Task input:
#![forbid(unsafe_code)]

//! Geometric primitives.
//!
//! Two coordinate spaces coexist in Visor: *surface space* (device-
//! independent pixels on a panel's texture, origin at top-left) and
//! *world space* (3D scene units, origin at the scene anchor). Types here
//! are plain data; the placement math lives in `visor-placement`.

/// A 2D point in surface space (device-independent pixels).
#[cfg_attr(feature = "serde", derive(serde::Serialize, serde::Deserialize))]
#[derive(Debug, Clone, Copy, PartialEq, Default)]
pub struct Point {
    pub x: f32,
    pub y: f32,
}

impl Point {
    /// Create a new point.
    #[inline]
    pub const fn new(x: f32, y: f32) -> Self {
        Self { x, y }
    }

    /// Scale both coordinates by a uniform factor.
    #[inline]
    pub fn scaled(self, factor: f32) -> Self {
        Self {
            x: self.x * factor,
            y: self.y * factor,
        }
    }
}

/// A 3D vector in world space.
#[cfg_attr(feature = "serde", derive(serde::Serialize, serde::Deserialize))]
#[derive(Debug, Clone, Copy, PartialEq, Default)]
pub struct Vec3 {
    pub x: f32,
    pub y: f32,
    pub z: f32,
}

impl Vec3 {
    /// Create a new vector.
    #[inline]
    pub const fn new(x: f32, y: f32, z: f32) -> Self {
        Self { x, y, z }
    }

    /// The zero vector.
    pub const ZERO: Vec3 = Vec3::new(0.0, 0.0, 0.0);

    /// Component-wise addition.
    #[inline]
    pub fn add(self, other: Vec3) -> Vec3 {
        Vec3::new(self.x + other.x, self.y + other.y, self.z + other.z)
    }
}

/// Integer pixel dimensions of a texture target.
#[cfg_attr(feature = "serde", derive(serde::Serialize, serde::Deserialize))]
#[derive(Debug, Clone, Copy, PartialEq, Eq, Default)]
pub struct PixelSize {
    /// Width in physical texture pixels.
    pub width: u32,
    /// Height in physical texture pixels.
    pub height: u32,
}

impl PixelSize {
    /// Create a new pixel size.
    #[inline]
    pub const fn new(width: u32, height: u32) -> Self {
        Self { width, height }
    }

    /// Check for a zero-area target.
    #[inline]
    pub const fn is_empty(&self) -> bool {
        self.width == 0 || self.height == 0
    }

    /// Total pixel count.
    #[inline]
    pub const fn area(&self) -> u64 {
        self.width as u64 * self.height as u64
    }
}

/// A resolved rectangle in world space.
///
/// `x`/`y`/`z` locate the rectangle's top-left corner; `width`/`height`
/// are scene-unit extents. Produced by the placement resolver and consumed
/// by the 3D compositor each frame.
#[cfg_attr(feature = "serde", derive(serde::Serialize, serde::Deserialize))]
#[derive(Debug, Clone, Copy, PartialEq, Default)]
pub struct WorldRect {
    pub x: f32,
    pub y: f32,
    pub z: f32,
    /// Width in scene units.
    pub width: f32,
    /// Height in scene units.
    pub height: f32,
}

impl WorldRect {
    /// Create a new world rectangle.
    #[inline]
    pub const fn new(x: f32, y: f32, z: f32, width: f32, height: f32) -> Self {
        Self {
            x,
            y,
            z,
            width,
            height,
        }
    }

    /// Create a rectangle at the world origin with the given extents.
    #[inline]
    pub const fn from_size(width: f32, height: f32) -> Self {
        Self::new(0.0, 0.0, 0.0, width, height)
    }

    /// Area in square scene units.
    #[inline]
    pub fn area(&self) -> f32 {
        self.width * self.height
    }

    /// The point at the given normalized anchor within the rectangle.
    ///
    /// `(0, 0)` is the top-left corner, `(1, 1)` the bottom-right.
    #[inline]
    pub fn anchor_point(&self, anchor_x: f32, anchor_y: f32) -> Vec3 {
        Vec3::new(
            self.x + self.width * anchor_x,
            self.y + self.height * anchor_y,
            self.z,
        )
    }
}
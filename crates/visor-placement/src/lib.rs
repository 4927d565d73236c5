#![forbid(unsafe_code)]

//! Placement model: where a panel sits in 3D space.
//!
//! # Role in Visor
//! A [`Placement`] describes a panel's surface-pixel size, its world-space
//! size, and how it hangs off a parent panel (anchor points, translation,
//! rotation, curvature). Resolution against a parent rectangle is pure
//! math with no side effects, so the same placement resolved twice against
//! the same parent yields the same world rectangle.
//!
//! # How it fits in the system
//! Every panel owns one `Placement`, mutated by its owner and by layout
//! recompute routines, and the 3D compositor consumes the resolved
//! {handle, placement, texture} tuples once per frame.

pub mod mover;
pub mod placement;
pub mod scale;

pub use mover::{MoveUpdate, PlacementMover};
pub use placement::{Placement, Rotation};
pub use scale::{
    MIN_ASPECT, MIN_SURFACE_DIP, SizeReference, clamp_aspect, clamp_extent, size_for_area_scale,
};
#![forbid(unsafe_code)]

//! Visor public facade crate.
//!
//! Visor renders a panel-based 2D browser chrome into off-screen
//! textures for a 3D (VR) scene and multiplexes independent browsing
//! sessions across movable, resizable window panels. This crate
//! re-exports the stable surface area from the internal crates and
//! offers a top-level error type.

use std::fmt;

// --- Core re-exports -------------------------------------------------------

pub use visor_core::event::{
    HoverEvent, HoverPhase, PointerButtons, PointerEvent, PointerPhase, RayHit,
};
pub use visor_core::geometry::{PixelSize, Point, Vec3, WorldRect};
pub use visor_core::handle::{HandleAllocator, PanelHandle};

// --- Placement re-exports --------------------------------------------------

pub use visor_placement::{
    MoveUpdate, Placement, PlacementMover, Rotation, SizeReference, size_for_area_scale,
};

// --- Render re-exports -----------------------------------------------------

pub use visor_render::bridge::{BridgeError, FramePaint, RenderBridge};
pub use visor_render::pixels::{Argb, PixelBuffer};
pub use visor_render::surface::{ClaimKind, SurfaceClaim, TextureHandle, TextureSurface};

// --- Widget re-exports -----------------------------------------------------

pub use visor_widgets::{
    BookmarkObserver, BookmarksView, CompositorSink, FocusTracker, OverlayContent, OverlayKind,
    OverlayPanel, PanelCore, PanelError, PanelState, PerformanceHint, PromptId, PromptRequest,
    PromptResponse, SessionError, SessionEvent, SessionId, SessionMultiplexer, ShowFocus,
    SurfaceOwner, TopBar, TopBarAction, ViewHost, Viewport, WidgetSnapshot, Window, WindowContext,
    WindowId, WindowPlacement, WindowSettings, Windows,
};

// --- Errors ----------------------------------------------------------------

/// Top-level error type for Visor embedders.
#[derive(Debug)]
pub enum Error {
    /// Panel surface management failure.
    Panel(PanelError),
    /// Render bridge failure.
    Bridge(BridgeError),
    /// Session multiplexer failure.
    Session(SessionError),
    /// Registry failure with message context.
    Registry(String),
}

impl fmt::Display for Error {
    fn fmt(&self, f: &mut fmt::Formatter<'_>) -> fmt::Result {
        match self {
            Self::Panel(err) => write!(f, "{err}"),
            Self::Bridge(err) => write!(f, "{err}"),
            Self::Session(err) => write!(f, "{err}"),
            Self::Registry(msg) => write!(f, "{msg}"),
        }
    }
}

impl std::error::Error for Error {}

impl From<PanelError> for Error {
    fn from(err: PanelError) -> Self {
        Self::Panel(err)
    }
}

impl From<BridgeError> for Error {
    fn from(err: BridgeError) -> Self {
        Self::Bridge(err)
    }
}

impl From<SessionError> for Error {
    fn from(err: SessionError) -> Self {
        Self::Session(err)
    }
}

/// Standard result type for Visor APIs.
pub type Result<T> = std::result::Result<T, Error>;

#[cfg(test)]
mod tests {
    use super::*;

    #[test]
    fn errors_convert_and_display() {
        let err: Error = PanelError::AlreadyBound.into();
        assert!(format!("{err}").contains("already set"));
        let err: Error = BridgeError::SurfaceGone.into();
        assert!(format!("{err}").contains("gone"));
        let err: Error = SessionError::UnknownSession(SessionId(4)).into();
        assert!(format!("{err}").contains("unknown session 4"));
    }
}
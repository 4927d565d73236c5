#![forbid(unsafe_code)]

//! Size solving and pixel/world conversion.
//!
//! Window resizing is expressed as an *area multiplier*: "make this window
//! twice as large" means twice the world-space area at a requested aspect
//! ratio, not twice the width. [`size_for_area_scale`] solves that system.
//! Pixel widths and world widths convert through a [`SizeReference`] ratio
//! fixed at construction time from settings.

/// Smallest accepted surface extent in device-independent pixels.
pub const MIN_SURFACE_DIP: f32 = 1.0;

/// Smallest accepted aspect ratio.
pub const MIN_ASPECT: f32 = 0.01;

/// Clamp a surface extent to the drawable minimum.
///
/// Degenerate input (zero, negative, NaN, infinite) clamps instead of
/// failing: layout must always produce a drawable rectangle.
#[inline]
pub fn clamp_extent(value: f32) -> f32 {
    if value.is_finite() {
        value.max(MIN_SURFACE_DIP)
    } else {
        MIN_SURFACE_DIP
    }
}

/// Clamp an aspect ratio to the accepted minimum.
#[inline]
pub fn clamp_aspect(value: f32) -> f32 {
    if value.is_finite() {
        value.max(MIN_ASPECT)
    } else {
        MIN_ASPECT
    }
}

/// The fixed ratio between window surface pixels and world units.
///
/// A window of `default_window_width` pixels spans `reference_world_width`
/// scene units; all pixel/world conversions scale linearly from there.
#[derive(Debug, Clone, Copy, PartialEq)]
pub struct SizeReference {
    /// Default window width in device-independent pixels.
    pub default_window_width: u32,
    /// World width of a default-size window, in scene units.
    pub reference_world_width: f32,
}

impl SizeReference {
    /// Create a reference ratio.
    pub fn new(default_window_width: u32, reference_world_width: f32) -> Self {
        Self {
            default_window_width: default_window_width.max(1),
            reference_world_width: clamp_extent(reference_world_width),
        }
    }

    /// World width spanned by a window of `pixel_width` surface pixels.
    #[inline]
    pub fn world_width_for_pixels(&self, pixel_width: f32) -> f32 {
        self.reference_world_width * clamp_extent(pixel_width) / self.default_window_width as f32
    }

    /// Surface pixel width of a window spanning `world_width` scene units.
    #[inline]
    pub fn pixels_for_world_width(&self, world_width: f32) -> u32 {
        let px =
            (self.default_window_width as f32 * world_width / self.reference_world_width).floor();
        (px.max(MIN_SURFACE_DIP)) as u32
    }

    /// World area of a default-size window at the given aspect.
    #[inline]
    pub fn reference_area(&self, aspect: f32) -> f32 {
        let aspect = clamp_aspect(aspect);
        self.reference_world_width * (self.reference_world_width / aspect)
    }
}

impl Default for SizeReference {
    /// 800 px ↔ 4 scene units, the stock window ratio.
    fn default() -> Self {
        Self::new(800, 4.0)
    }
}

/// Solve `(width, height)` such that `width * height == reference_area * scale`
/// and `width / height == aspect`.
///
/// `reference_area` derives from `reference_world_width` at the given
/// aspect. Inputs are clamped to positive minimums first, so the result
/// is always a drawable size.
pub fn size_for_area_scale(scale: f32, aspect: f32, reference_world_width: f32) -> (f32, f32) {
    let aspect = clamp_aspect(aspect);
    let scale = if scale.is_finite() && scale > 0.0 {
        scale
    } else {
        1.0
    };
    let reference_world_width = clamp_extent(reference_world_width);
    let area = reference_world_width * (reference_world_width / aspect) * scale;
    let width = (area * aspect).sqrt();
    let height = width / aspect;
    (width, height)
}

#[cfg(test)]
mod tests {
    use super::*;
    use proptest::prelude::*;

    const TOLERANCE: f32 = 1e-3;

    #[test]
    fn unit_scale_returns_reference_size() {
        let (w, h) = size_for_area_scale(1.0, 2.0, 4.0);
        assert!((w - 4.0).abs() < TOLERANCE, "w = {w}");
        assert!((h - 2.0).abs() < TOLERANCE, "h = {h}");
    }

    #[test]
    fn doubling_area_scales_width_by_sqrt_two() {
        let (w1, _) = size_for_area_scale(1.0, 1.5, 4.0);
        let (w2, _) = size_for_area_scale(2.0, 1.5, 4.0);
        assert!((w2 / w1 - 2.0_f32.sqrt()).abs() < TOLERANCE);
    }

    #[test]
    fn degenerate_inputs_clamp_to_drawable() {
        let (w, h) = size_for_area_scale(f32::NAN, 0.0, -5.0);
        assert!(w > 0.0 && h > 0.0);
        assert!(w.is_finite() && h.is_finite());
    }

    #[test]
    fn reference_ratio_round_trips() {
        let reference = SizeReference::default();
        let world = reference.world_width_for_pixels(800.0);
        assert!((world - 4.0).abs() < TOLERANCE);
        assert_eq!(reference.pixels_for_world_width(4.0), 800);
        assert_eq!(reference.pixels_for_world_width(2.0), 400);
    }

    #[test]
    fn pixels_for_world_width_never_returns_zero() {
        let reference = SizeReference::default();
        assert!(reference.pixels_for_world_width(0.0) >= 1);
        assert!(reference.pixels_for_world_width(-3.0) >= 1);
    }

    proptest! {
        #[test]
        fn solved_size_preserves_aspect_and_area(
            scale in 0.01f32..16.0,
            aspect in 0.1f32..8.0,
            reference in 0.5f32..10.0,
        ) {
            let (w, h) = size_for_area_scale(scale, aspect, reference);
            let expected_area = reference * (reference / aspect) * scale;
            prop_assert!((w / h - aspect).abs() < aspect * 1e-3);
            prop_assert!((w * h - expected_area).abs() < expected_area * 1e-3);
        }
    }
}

Task statement: Wherever the string "twice" appears in the data above, copy the line it sits in.

Response to the exercise:
//! math with no side effects, so the same placement resolved twice against
//! twice as large" means twice the world-space area at a requested aspect
//! ratio, not twice the width. [`size_for_area_scale`] solves that system.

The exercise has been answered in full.